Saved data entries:
== Segment start ==

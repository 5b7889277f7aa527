//! Rolling per-symbol price history

use crate::db::Database;
use crate::error::SyncResult;
use rusqlite::{params, Row};
use serde::{Deserialize, Serialize};
use tokio::sync::mpsc;
use tokio::task::JoinHandle;
use tracing::debug;

#[derive(Debug, Clone, PartialEq, Serialize, Deserialize)]
pub struct PricePoint {
    pub symbol: String,
    pub price: f64,
    pub recorded_at: String,
}

impl PricePoint {
    fn from_row(row: &Row) -> rusqlite::Result<Self> {
        Ok(PricePoint {
            symbol: row.get(0)?,
            price: row.get(1)?,
            recorded_at: row.get(2)?,
        })
    }
}

/// Keeps the newest `history_len` prices per symbol
#[derive(Debug, Clone)]
pub struct PriceHistory {
    db: Database,
    history_len: usize,
}

impl PriceHistory {
    pub fn new(db: Database, history_len: usize) -> Self {
        Self {
            db,
            history_len: history_len.max(1),
        }
    }

    pub fn history_len(&self) -> usize {
        self.history_len
    }

    /// Append a price and drop everything older than the window
    pub fn save(&self, symbol: &str, price: f64) -> SyncResult<()> {
        let conn = self.db.lock()?;
        conn.execute(
            "INSERT INTO price_history (symbol, price) VALUES (?1, ?2)",
            params![symbol, price],
        )?;
        conn.execute(
            "DELETE FROM price_history
             WHERE symbol = ?1 AND id NOT IN (
                 SELECT id FROM price_history WHERE symbol = ?1 ORDER BY id DESC LIMIT ?2
             )",
            params![symbol, self.history_len as i64],
        )?;
        Ok(())
    }

    /// Storage problems never interrupt the feed
    pub fn save_best_effort(&self, symbol: &str, price: f64) {
        if let Err(e) = self.save(symbol, price) {
            debug!("price history write for {} skipped: {}", symbol, e);
        }
    }

    /// Up to `count` most recent points, oldest first
    pub fn load_recent(&self, symbol: &str, count: usize) -> SyncResult<Vec<PricePoint>> {
        let conn = self.db.lock()?;
        let mut stmt = conn.prepare(
            "SELECT symbol, price, recorded_at FROM (
                 SELECT id, symbol, price, recorded_at FROM price_history
                 WHERE symbol = ?1 ORDER BY id DESC LIMIT ?2
             ) ORDER BY id ASC",
        )?;

        let rows = stmt.query_map(params![symbol, count as i64], |row| PricePoint::from_row(row))?;
        let points = rows.collect::<rusqlite::Result<Vec<_>>>()?;
        Ok(points)
    }
}

/// Hands ticks to a single blocking-pool task that owns the SQLite writes,
/// so the stream loop never waits on disk. Writes keep submission order.
/// The task drains its queue and exits once every writer is dropped.
#[derive(Debug, Clone)]
pub struct HistoryWriter {
    tx: mpsc::UnboundedSender<(String, f64)>,
}

impl HistoryWriter {
    pub fn spawn(history: PriceHistory) -> (Self, JoinHandle<()>) {
        let (tx, mut rx) = mpsc::unbounded_channel::<(String, f64)>();
        let task = tokio::task::spawn_blocking(move || {
            while let Some((symbol, price)) = rx.blocking_recv() {
                history.save_best_effort(&symbol, price);
            }
        });
        (Self { tx }, task)
    }

    pub fn record(&self, symbol: &str, price: f64) {
        if self.tx.send((symbol.to_string(), price)).is_err() {
            debug!("price history writer gone, dropping {} tick", symbol);
        }
    }
}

== Segment end ==

Problem description: The lines you return should be those above that contain the word "tokio", every one of them.

Solution to the exercise:
use tokio::sync::mpsc;
use tokio::task::JoinHandle;
        let task = tokio::task::spawn_blocking(move || {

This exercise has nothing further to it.